*** Block opens ***

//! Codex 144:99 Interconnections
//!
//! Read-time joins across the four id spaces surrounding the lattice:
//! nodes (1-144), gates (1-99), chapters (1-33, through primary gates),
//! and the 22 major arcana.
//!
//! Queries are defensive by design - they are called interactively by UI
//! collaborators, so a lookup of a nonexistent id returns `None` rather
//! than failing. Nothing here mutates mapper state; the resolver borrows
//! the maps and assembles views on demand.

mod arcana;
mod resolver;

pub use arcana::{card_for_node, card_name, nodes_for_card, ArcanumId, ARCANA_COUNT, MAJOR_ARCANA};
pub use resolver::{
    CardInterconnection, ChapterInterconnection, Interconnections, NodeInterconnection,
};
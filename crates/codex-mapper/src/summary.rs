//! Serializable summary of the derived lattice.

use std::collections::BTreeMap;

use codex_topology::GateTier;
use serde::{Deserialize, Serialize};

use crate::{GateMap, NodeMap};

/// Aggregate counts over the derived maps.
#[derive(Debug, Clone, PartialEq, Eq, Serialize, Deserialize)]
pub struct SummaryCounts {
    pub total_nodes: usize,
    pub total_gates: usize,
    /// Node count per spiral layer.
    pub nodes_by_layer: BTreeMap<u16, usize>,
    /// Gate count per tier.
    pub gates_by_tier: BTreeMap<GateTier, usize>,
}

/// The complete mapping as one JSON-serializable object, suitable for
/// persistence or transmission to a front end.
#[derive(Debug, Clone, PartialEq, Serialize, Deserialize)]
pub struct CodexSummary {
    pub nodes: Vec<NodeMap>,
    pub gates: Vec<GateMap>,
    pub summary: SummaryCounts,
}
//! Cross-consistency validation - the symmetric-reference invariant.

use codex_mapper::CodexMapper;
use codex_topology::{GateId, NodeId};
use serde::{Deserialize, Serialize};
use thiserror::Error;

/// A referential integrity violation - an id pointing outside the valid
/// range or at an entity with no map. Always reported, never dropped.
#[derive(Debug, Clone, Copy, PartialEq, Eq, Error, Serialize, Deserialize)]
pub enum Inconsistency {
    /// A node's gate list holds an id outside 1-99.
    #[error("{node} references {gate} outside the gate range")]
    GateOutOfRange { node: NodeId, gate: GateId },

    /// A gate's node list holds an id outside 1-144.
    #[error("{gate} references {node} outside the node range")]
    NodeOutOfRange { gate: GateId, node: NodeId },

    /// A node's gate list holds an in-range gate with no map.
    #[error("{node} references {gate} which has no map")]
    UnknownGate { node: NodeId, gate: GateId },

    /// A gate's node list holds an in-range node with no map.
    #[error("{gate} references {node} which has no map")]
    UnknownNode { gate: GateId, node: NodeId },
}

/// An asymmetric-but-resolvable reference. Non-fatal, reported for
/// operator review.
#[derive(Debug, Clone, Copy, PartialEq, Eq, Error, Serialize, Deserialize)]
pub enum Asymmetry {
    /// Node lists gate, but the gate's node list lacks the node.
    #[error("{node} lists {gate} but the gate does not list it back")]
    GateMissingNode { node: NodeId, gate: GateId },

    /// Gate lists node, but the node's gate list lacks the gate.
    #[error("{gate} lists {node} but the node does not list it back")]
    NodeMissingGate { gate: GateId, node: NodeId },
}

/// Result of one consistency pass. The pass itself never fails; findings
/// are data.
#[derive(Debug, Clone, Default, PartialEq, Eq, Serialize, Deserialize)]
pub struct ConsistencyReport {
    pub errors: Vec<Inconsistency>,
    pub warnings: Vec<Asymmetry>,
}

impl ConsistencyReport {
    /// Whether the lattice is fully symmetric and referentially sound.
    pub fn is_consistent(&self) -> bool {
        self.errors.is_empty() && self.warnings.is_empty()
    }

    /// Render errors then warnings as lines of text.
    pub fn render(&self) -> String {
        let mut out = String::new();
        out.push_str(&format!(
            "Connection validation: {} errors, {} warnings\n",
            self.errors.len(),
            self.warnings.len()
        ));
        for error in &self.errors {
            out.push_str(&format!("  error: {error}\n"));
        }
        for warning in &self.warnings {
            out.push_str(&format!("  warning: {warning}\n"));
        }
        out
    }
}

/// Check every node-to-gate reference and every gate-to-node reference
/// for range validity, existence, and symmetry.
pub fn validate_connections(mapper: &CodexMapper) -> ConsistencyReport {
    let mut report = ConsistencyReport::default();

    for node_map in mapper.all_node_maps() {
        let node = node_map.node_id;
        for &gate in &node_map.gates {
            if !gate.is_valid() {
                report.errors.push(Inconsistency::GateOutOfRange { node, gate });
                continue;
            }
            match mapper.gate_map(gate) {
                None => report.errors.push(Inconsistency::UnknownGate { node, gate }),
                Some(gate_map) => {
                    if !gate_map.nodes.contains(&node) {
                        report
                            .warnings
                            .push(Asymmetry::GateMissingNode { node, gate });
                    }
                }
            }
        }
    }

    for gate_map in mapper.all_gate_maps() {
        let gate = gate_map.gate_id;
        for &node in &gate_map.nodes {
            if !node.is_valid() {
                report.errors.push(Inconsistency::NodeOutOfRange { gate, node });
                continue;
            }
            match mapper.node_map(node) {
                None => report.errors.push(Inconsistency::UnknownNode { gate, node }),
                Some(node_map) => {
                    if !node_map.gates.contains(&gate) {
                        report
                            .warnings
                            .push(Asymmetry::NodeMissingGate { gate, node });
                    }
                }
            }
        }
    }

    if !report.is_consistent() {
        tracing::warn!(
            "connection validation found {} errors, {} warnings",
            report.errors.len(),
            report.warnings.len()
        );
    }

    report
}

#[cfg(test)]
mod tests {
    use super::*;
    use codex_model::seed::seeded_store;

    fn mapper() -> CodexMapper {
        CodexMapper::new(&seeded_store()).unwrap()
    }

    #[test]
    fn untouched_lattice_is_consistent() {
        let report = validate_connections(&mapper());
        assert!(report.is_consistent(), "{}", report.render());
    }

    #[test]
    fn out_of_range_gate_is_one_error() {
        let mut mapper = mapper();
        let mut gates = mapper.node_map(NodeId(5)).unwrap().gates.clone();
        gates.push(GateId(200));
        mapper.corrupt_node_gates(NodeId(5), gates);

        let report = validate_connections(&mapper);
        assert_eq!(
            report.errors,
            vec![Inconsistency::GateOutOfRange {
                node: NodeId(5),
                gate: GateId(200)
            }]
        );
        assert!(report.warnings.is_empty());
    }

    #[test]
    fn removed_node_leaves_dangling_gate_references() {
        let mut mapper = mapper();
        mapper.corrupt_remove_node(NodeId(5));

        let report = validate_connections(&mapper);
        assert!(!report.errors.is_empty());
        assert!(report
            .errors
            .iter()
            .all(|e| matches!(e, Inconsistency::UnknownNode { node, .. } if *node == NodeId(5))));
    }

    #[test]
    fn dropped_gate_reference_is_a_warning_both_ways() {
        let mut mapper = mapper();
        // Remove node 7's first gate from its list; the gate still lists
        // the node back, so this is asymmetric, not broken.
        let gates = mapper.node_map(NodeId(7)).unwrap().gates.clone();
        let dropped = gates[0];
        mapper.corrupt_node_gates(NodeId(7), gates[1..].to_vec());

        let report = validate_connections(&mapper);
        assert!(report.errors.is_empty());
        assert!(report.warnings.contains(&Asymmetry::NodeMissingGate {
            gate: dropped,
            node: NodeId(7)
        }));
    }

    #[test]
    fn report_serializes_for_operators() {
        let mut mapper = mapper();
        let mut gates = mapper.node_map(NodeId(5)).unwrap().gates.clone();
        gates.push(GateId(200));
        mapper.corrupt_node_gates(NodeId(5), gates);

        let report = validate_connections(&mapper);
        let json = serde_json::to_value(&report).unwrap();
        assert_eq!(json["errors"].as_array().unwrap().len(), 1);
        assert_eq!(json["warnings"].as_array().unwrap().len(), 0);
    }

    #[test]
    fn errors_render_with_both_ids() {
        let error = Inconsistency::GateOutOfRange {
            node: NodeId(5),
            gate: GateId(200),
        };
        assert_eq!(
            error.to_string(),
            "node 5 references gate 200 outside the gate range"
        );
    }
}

*** Block closes ***

## [Directions for this task]
Retype exactly the lines from the first line of the records above through the line containing "the derived maps.", both included, and nothing else.

## [The completed task]
//! Codex 144:99 Interconnections
//!
//! Read-time joins across the four id spaces surrounding the lattice:
//! nodes (1-144), gates (1-99), chapters (1-33, through primary gates),
//! and the 22 major arcana.
//!
//! Queries are defensive by design - they are called interactively by UI
//! collaborators, so a lookup of a nonexistent id returns `None` rather
//! than failing. Nothing here mutates mapper state; the resolver borrows
//! the maps and assembles views on demand.

mod arcana;
mod resolver;

pub use arcana::{card_for_node, card_name, nodes_for_card, ArcanumId, ARCANA_COUNT, MAJOR_ARCANA};
pub use resolver::{
    CardInterconnection, ChapterInterconnection, Interconnections, NodeInterconnection,
};
filename crates/codex-mapper/src/summary.rs
//! Serializable summary of the derived lattice.

use std::collections::BTreeMap;

use codex_topology::GateTier;
use serde::{Deserialize, Serialize};

use crate::{GateMap, NodeMap};

/// Aggregate counts over the derived maps.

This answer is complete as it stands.